> That is some out of the box thinking!

Thanks. I'm just parroting some lines I read a decade or so ago on a website that I didn't manage to dig up again. (I wonder if it's still online?)

> I would say the key thing with Mercury is the ability to dig fast.

Why? What are you afraid of?

First, night lasts 88 (earth) days on Mercury. So if you start digging at dusk, you have plenty of time.

Second, Mercury's daytime surface temperature is around 430C (~ 800F ~ 700K). We have plenty of materials, like steel, that can withstand these temperatures easily. Even aluminum only melts at 660C.

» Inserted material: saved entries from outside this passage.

//! The downloader application context
//!
//! [`Downloader`] ties together the configuration, the [`RepoManager`], the
//! installed cog registry and the command lookup. Everything the command
//! surface does goes through it.

use cogsmith_core::{Installable, InstalledRecord, InstalledRegistry};
use std::collections::{BTreeMap, BTreeSet};
use std::path::{Path, PathBuf};
use std::sync::Arc;
use tokio::sync::Mutex;

use crate::config::DownloaderConfig;
use crate::error::{RepoError, Result};
use crate::lookup::{CommandLookup, CommandOwner, IndexFileLookup};
use crate::manager::RepoManager;
use crate::pip::requirement_name;
use crate::repo::Repo;
use crate::runner::ProcessRunner;
use crate::tracker::UpdateResult;

/// Author shown by `findcog` for commands outside installed cogs
pub const CORE_AUTHOR: &str = "26 & co.";

/// Repository shown by `findcog` for commands outside installed cogs
pub const CORE_REPO_URL: &str = "https://github.com/Cog-Creators/Red-DiscordBot";

/// Result of a cog installation request
#[derive(Debug)]
pub enum InstallOutcome {
    Installed {
        cog: Installable,
        path: PathBuf,
        failed_libraries: Vec<Installable>,
    },
    /// No such cog in the repository
    NotFound,
    /// The interpreter is older than the cog requires
    PythonTooOld { required: String },
    /// pip could not install the cog's requirements
    RequirementsFailed { requirements: Vec<String> },
}

/// Result of an uninstall request
#[derive(Debug, Clone, Copy, PartialEq, Eq)]
pub enum UninstallOutcome {
    Removed,
    /// The cog is recorded but its files are gone; the record is kept
    FilesMissing,
    NotInstalled,
}

/// What `update_cogs` did
#[derive(Debug, Default)]
pub struct UpdateReport {
    /// Repositories that changed
    pub updates: BTreeMap<String, UpdateResult>,

    /// Repositories that failed to update
    pub errors: BTreeMap<String, RepoError>,

    /// Installed cogs that were reinstalled, by repository
    pub updated_cogs: BTreeMap<String, Vec<String>>,

    pub failed_requirements: Vec<String>,
    pub failed_cogs: Vec<String>,
    pub failed_libraries: Vec<String>,
}

impl UpdateReport {
    /// Whether no installed cog needed updating
    pub fn is_up_to_date(&self) -> bool {
        self.updated_cogs.is_empty()
    }
}

/// The downloader
pub struct Downloader {
    config: DownloaderConfig,
    manager: RepoManager,
    installed: Mutex<InstalledRegistry>,
    lookup: Box<dyn CommandLookup>,
}

impl Downloader {
    /// Create the downloader, preparing its directories
    ///
    /// Repositories are not loaded; call [`Downloader::load_repos`].
    pub fn new(
        config: DownloaderConfig,
        runner: Arc<dyn ProcessRunner>,
        lookup: Box<dyn CommandLookup>,
    ) -> Result<Self> {
        config.ensure_dirs()?;
        let installed = InstalledRegistry::load(config.installed_path())?;
        let manager = RepoManager::from_config(&config, runner);

        Ok(Self {
            config,
            manager,
            installed: Mutex::new(installed),
            lookup,
        })
    }

    /// Create the downloader with the configured command index and load
    /// every repository from disk
    pub async fn open(config: DownloaderConfig, runner: Arc<dyn ProcessRunner>) -> Result<Self> {
        let lookup = match &config.command_index {
            Some(path) => IndexFileLookup::load(path)?,
            None => IndexFileLookup::default(),
        };

        let downloader = Self::new(config, runner, Box::new(lookup))?;
        downloader.load_repos().await?;
        Ok(downloader)
    }

    pub fn config(&self) -> &DownloaderConfig {
        &self.config
    }

    pub fn manager(&self) -> &RepoManager {
        &self.manager
    }

    pub async fn load_repos(&self) -> Result<Vec<String>> {
        self.manager.load_repos().await
    }

    fn repo(&self, name: &str) -> Result<Arc<dyn Repo>> {
        self.manager.get_repo(name).ok_or_else(|| RepoError::MissingRepo {
            name: name.to_string(),
        })
    }

    // ============ Installed Cogs ============

    /// Registry records, including cogs whose repository is gone
    pub async fn installed_records(&self) -> Vec<InstalledRecord> {
        self.installed.lock().await.records().to_vec()
    }

    /// Installed cogs that still exist in a known repository
    pub async fn installed_cogs(&self) -> Vec<Installable> {
        let records = self.installed_records().await;

        records
            .iter()
            .filter_map(|record| {
                let Some(repo) = self.manager.get_repo(&record.repo_name) else {
                    tracing::warn!(
                        "Installed cog {} refers to unknown repo {}",
                        record.cog_name,
                        record.repo_name
                    );
                    return None;
                };
                repo.available_modules()
                    .into_iter()
                    .find(|m| m.name == record.cog_name)
            })
            .collect()
    }

    /// The installed cog with this name, if any
    pub async fn is_installed(&self, cog_name: &str) -> Option<Installable> {
        self.installed_cogs()
            .await
            .into_iter()
            .find(|c| c.name == cog_name)
    }

    async fn record_installed(&self, cog: &Installable, version: Option<String>) -> Result<()> {
        let mut installed = self.installed.lock().await;
        installed.add(cog.to_record(version));
        installed.save()?;
        Ok(())
    }

    async fn module_version(repo: &dyn Repo, cog: &Installable) -> Result<Option<String>> {
        match repo.module_version(cog).await {
            Err(e) if e.is_unsupported() => Ok(None),
            other => other,
        }
    }

    // ============ Install / Uninstall ============

    /// Install a cog and its requirements, then the repository's shared
    /// libraries
    pub async fn install_cog(&self, repo_name: &str, cog_name: &str) -> Result<InstallOutcome> {
        let repo = self.repo(repo_name)?;

        let Some(cog) = repo.find_cog(cog_name) else {
            return Ok(InstallOutcome::NotFound);
        };

        match self.manager.python_version().await {
            Ok(version) if !cog.info.python_version.matches(&version) => {
                let required = cog
                    .info
                    .python_version
                    .minimum()
                    .map(|v| v.to_string())
                    .unwrap_or_else(|| cog.info.python_version.to_string());
                return Ok(InstallOutcome::PythonTooOld { required });
            }
            Ok(_) => {}
            Err(e) => {
                tracing::warn!("Skipping python version check for {}: {}", cog.name, e);
            }
        }

        if !self.manager.install_requirements(&cog).await? {
            return Ok(InstallOutcome::RequirementsFailed {
                requirements: cog.info.requirements.clone(),
            });
        }

        let version = Self::module_version(repo.as_ref(), &cog).await?;
        let path = repo.install_cog(&cog, &self.config.install_path()).await?;
        self.record_installed(&cog, version).await?;

        let failed_libraries = repo
            .install_libraries(&[], &self.config.shared_lib_path())
            .await?;

        Ok(InstallOutcome::Installed {
            cog,
            path,
            failed_libraries,
        })
    }

    /// Remove an installed cog's files and its record
    pub async fn uninstall_cog(&self, cog_name: &str) -> Result<UninstallOutcome> {
        let mut installed = self.installed.lock().await;

        let Some(record) = installed.find(cog_name).cloned() else {
            return Ok(UninstallOutcome::NotInstalled);
        };

        let target = self.config.install_path().join(&record.cog_name);
        if !target.exists() {
            return Ok(UninstallOutcome::FilesMissing);
        }

        delete_path(&target)?;
        installed.remove(&record.repo_name, &record.cog_name);
        installed.save()?;
        Ok(UninstallOutcome::Removed)
    }

    // ============ Updating ============

    /// Update one installed cog's repository, or every repository, and
    /// reinstall the installed cogs that changed
    pub async fn update_cogs(&self, cog_name: Option<&str>) -> Result<UpdateReport> {
        let installed_cogs = self.installed_cogs().await;

        let target = match cog_name {
            Some(name) => Some(
                installed_cogs
                    .iter()
                    .find(|c| c.name == name)
                    .cloned()
                    .ok_or_else(|| RepoError::MissingModule {
                        message: format!("the {} cog is not installed", name),
                    })?,
            ),
            None => None,
        };

        let mut report = UpdateReport::default();

        let results = match &target {
            Some(cog) => {
                let mut results = BTreeMap::new();
                match self.manager.update_repo(&cog.repo_name).await {
                    Ok(Some(result)) => {
                        results.insert(cog.repo_name.clone(), Ok(result));
                    }
                    Ok(None) => {}
                    Err(e) if e.is_unsupported() => {
                        tracing::debug!("Skipping update of repo {}: {}", cog.repo_name, e);
                    }
                    Err(e) => {
                        results.insert(
                            cog.repo_name.clone(),
                            Err(RepoError::update(&cog.repo_name, e)),
                        );
                    }
                }
                results
            }
            None => self.manager.update_all_repos().await,
        };

        for (repo_name, result) in results {
            match result {
                Ok(update) => {
                    report.updates.insert(repo_name, update);
                }
                Err(e) => {
                    report.errors.insert(repo_name, e);
                }
            }
        }

        // Installed cogs whose module changed
        let to_reinstall: Vec<Installable> = report
            .updates
            .values()
            .flat_map(|update| update.updated.cogs.iter())
            .filter(|c| installed_cogs.contains(*c))
            .filter(|c| target.as_ref().is_none_or(|t| t == *c))
            .cloned()
            .collect();

        if to_reinstall.is_empty() {
            return Ok(report);
        }

        report.failed_requirements = self.reinstall_requirements(&to_reinstall).await?;

        for cog in &to_reinstall {
            match self.reinstall_cog(cog).await {
                Ok(()) => report
                    .updated_cogs
                    .entry(cog.repo_name.clone())
                    .or_default()
                    .push(cog.name.clone()),
                Err(e) => {
                    tracing::warn!("Failed to reinstall {}: {}", cog.name, e);
                    report.failed_cogs.push(cog.name.clone());
                }
            }
        }

        let repos: BTreeSet<&str> = to_reinstall.iter().map(|c| c.repo_name.as_str()).collect();
        for repo_name in repos {
            let repo = self.repo(repo_name)?;
            let failed = repo
                .install_libraries(&[], &self.config.shared_lib_path())
                .await?;
            report
                .failed_libraries
                .extend(failed.into_iter().map(|lib| lib.name));
        }

        Ok(report)
    }

    async fn reinstall_requirements(&self, cogs: &[Installable]) -> Result<Vec<String>> {
        let requirements: BTreeSet<&String> = cogs
            .iter()
            .flat_map(|c| c.info.requirements.iter())
            .collect();

        let mut failed = Vec::new();
        for requirement in requirements {
            if !self
                .manager
                .pip_install(std::slice::from_ref(requirement), None)
                .await?
            {
                failed.push(requirement.clone());
            }
        }
        Ok(failed)
    }

    async fn reinstall_cog(&self, cog: &Installable) -> Result<()> {
        let repo = self.repo(&cog.repo_name)?;
        let version = Self::module_version(repo.as_ref(), cog).await?;
        repo.install_cog(cog, &self.config.install_path()).await?;
        self.record_installed(cog, version).await
    }

    /// Files changed in a repository by an update
    pub async fn changed_files(&self, update: &UpdateResult) -> Result<BTreeMap<String, String>> {
        let (Some(old), Some(new)) = (&update.old_version, &update.new_version) else {
            return Ok(BTreeMap::new());
        };
        let repo = self.repo(&update.repo_name)?;
        repo.changed_files(old, new).await
    }

    // ============ pip ============

    /// Install arbitrary packages with pip
    pub async fn pip_install(&self, packages: &[String]) -> Result<bool> {
        self.manager.pip_install(packages, None).await
    }

    /// Installed version of each of a cog's requirements, keyed by requirement
    pub async fn requirement_versions(
        &self,
        cog: &Installable,
    ) -> Result<BTreeMap<String, Option<String>>> {
        let names: Vec<String> = cog
            .info
            .requirements
            .iter()
            .map(|r| requirement_name(r).to_string())
            .collect();
        let versions = self.manager.pip_show(&names, None).await?;

        Ok(cog
            .info
            .requirements
            .iter()
            .map(|r| {
                let version = versions.get(requirement_name(r)).cloned().flatten();
                (r.clone(), version)
            })
            .collect())
    }

    // ============ findcog ============

    /// Describe the cog that provides `command`; `None` if the command is unknown
    pub async fn find_cog(&self, command: &str) -> Result<Option<String>> {
        let Some(owner) = self.lookup.command_owner(command) else {
            return Ok(None);
        };

        let message = match self.is_installed(owner.package_name()).await {
            Some(cog) => self.format_findcog_info(command, &cog),
            None => format_core_findcog_info(command, &owner),
        };
        Ok(Some(message))
    }

    /// Describe an installed cog for `findcog`
    pub fn format_findcog_info(&self, command: &str, cog: &Installable) -> String {
        let made_by = if cog.info.author.is_empty() {
            "Missing from info.json".to_string()
        } else {
            cog.info.author.join(", ")
        };

        let repo_url = self
            .manager
            .get_repo(&cog.repo_name)
            .map(|repo| {
                repo.url()
                    .unwrap_or_else(|| repo.folder_path().display().to_string())
            })
            .unwrap_or_default();

        findcog_message(command, &made_by, &repo_url, &cog.name)
    }
}

fn format_core_findcog_info(command: &str, owner: &CommandOwner) -> String {
    findcog_message(command, CORE_AUTHOR, CORE_REPO_URL, owner.cog_name())
}

fn findcog_message(command: &str, made_by: &str, repo_url: &str, cog_name: &str) -> String {
    format!(
        "Command: {}\nMade by: {}\nRepo: {}\nCog name: {}",
        command, made_by, repo_url, cog_name
    )
}

fn delete_path(target: &Path) -> Result<()> {
    if target.is_dir() {
        std::fs::remove_dir_all(target)?;
    } else if target.is_file() {
        std::fs::remove_file(target)?;
    }
    Ok(())
}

So you make a parasol out of steel and span it over your equipment. Important: you make the parasol just big enough to shade your equipment, but otherwise let it see as much of the sky as possible.

Mercury has no atmosphere. So during the day you normally have a small patch of the sky at around 5772K, the sun. The sun has about ~6.6 times the angular area on the sky as from earth. The rest of the sky looks as if it's about 3K in temperature, ie very cold. The effect averages out to Mercury's 700K surface temperature.

The parasol itself will attain the same average temperature as the rest of Mercury's surface (because it's exposed to the same conditions).

But for anyone in the shade under the parasol will replace a patch of sky at 5772K where the sun used to be with one at only 700K where the parasol now blocks the view.

If your parasol is supposed to cover more than just a single point with its shadow, than it needs to be big. From the perspective of each shadow covered point, the parasol will have a bigger angular area than the sun it shades.

So you not only replace some 5772K area with 700K, but also some of the previously 3K area with 700K. Overall, you can probably set up things so that you get something like a balmy 15C on average.

> I would say the key thing with Mercury is the ability to dig fast.

To come back to this: Mercury has lower gravity than earth, so I expect that 'soil' will probably not be as dense?